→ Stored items
§

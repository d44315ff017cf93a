//! Evaluation of the data subset of JavaScript that fixture scripts are
//! written in: literals, arithmetic, member access and a handful of numeric
//! globals. Nothing here can reach the host.

use std::{
    ops::Range,
    time::{Duration, Instant},
};

use rustc_hash::FxHashMap;
use serde_json::{Map, Value};
use wptnn_core::tensor::encode_f64;

use crate::{
    lexer::{mentions, Lexer, Token, TokenKind},
    ExtractionError,
};

const MAX_DEPTH: usize = 128;
const MAX_ARRAY_LEN: usize = 1 << 24;

/// Keywords that start a new statement when they begin a line.
const STATEMENT_KEYWORDS: &[&str] = &[
    "const", "let", "var", "function", "async", "class", "if", "for", "while", "do", "try",
    "switch", "return", "import", "export",
];

#[derive(Debug, Clone, PartialEq)]
pub enum JsValue {
    Undefined,
    Null,
    Bool(bool),
    Number(f64),
    BigInt(i128),
    Str(String),
    Array(Vec<JsValue>),
    Object(Vec<(String, JsValue)>),
    Builtin(Builtin),
}

#[derive(Debug, Clone, PartialEq)]
pub enum Builtin {
    Math(&'static str),
    TypedArray(ElementKind),
    TypedArrayFrom(ElementKind),
    Array,
    BigInt,
    Number,
    /// `array.fill` bound to its receiver.
    Fill(Vec<JsValue>),
}

#[derive(Debug, Clone, Copy, PartialEq, Eq)]
pub enum ElementKind {
    Float16,
    Float32,
    Float64,
    Int8,
    Uint8,
    Int16,
    Uint16,
    Int32,
    Uint32,
    BigInt64,
    BigUint64,
}

const TYPED_ARRAYS: &[(&str, ElementKind)] = &[
    ("Float16Array", ElementKind::Float16),
    ("Float32Array", ElementKind::Float32),
    ("Float64Array", ElementKind::Float64),
    ("Int8Array", ElementKind::Int8),
    ("Uint8Array", ElementKind::Uint8),
    ("Int16Array", ElementKind::Int16),
    ("Uint16Array", ElementKind::Uint16),
    ("Int32Array", ElementKind::Int32),
    ("Uint32Array", ElementKind::Uint32),
    ("BigInt64Array", ElementKind::BigInt64),
    ("BigUint64Array", ElementKind::BigUint64),
];

const MATH_FUNCTIONS: &[&str] = &[
    "abs", "sqrt", "exp", "log", "pow", "min", "max", "floor", "ceil", "round", "sin", "cos",
    "tan", "tanh", "trunc", "sign",
];

impl JsValue {
    /// Converts to JSON the way the rest of the harness expects elements:
    /// BigInts and non-finite numbers become strings, `undefined` object
    /// entries are dropped.
    pub fn to_json(&self) -> Value {
        match self {
            JsValue::Undefined | JsValue::Null | JsValue::Builtin(_) => Value::Null,
            JsValue::Bool(b) => Value::Bool(*b),
            JsValue::Number(n) => encode_f64(*n),
            JsValue::BigInt(n) => Value::String(n.to_string()),
            JsValue::Str(s) => Value::String(s.clone()),
            JsValue::Array(vs) => Value::Array(vs.iter().map(JsValue::to_json).collect()),
            JsValue::Object(props) => Value::Object(
                props
                    .iter()
                    .filter(|(_, v)| !matches!(v, JsValue::Undefined | JsValue::Builtin(_)))
                    .map(|(k, v)| (k.clone(), v.to_json()))
                    .collect::<Map<_, _>>(),
            ),
        }
    }

    fn type_name(&self) -> &'static str {
        match self {
            JsValue::Undefined => "undefined",
            JsValue::Null => "null",
            JsValue::Bool(_) => "boolean",
            JsValue::Number(_) => "number",
            JsValue::BigInt(_) => "bigint",
            JsValue::Str(_) => "string",
            JsValue::Array(_) => "array",
            JsValue::Object(_) => "object",
            JsValue::Builtin(_) => "function",
        }
    }

    fn truthy(&self) -> bool {
        match self {
            JsValue::Undefined | JsValue::Null => false,
            JsValue::Bool(b) => *b,
            JsValue::Number(n) => *n != 0.0 && !n.is_nan(),
            JsValue::BigInt(n) => *n != 0,
            JsValue::Str(s) => !s.is_empty(),
            _ => true,
        }
    }

    fn display(&self) -> String {
        match self {
            JsValue::Undefined => "undefined".into(),
            JsValue::Null => "null".into(),
            JsValue::Bool(b) => b.to_string(),
            JsValue::Number(n) => number_to_string(*n),
            JsValue::BigInt(n) => n.to_string(),
            JsValue::Str(s) => s.clone(),
            JsValue::Array(vs) => vs
                .iter()
                .map(|v| match v {
                    JsValue::Undefined | JsValue::Null => String::new(),
                    v => v.display(),
                })
                .collect::<Vec<_>>()
                .join(","),
            JsValue::Object(_) => "[object Object]".into(),
            JsValue::Builtin(_) => "function".into(),
        }
    }
}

§

→ PROBLEM
Could all of the entries be retyped word for word?

→ SOLUTION FOR THIS TASK
repository d44315ff017cf93a
//! Evaluation of the data subset of JavaScript that fixture scripts are
//! written in: literals, arithmetic, member access and a handful of numeric
//! globals. Nothing here can reach the host.

use std::{
    ops::Range,
    time::{Duration, Instant},
};

use rustc_hash::FxHashMap;
use serde_json::{Map, Value};
use wptnn_core::tensor::encode_f64;

use crate::{
    lexer::{mentions, Lexer, Token, TokenKind},
    ExtractionError,
};

const MAX_DEPTH: usize = 128;
const MAX_ARRAY_LEN: usize = 1 << 24;

/// Keywords that start a new statement when they begin a line.
const STATEMENT_KEYWORDS: &[&str] = &[
    "const", "let", "var", "function", "async", "class", "if", "for", "while", "do", "try",
    "switch", "return", "import", "export",
];

#[derive(Debug, Clone, PartialEq)]
pub enum JsValue {
    Undefined,
    Null,
    Bool(bool),
    Number(f64),
    BigInt(i128),
    Str(String),
    Array(Vec<JsValue>),
    Object(Vec<(String, JsValue)>),
    Builtin(Builtin),
}

#[derive(Debug, Clone, PartialEq)]
pub enum Builtin {
    Math(&'static str),
    TypedArray(ElementKind),
    TypedArrayFrom(ElementKind),
    Array,
    BigInt,
    Number,
    /// `array.fill` bound to its receiver.
    Fill(Vec<JsValue>),
}

#[derive(Debug, Clone, Copy, PartialEq, Eq)]
pub enum ElementKind {
    Float16,
    Float32,
    Float64,
    Int8,
    Uint8,
    Int16,
    Uint16,
    Int32,
    Uint32,
    BigInt64,
    BigUint64,
}

const TYPED_ARRAYS: &[(&str, ElementKind)] = &[
    ("Float16Array", ElementKind::Float16),
    ("Float32Array", ElementKind::Float32),
    ("Float64Array", ElementKind::Float64),
    ("Int8Array", ElementKind::Int8),
    ("Uint8Array", ElementKind::Uint8),
    ("Int16Array", ElementKind::Int16),
    ("Uint16Array", ElementKind::Uint16),
    ("Int32Array", ElementKind::Int32),
    ("Uint32Array", ElementKind::Uint32),
    ("BigInt64Array", ElementKind::BigInt64),
    ("BigUint64Array", ElementKind::BigUint64),
];

const MATH_FUNCTIONS: &[&str] = &[
    "abs", "sqrt", "exp", "log", "pow", "min", "max", "floor", "ceil", "round", "sin", "cos",
    "tan", "tanh", "trunc", "sign",
];

impl JsValue {
    /// Converts to JSON the way the rest of the harness expects elements:
    /// BigInts and non-finite numbers become strings, `undefined` object
    /// entries are dropped.
    pub fn to_json(&self) -> Value {
        match self {
            JsValue::Undefined | JsValue::Null | JsValue::Builtin(_) => Value::Null,
            JsValue::Bool(b) => Value::Bool(*b),
            JsValue::Number(n) => encode_f64(*n),
            JsValue::BigInt(n) => Value::String(n.to_string()),
            JsValue::Str(s) => Value::String(s.clone()),
            JsValue::Array(vs) => Value::Array(vs.iter().map(JsValue::to_json).collect()),
            JsValue::Object(props) => Value::Object(
                props
                    .iter()
                    .filter(|(_, v)| !matches!(v, JsValue::Undefined | JsValue::Builtin(_)))
                    .map(|(k, v)| (k.clone(), v.to_json()))
                    .collect::<Map<_, _>>(),
            ),
        }
    }

    fn type_name(&self) -> &'static str {
        match self {
            JsValue::Undefined => "undefined",
            JsValue::Null => "null",
            JsValue::Bool(_) => "boolean",
            JsValue::Number(_) => "number",
            JsValue::BigInt(_) => "bigint",
            JsValue::Str(_) => "string",
            JsValue::Array(_) => "array",
            JsValue::Object(_) => "object",
            JsValue::Builtin(_) => "function",
        }
    }

    fn truthy(&self) -> bool {
        match self {
            JsValue::Undefined | JsValue::Null => false,
            JsValue::Bool(b) => *b,
            JsValue::Number(n) => *n != 0.0 && !n.is_nan(),
            JsValue::BigInt(n) => *n != 0,
            JsValue::Str(s) => !s.is_empty(),
            _ => true,
        }
    }

    fn display(&self) -> String {
        match self {
            JsValue::Undefined => "undefined".into(),
            JsValue::Null => "null".into(),
            JsValue::Bool(b) => b.to_string(),
            JsValue::Number(n) => number_to_string(*n),
            JsValue::BigInt(n) => n.to_string(),
            JsValue::Str(s) => s.clone(),
            JsValue::Array(vs) => vs
                .iter()
                .map(|v| match v {
                    JsValue::Undefined | JsValue::Null => String::new(),
                    v => v.display(),
                })
                .collect::<Vec<_>>()
                .join(","),
            JsValue::Object(_) => "[object Object]".into(),
            JsValue::Builtin(_) => "function".into(),
        }
    }
}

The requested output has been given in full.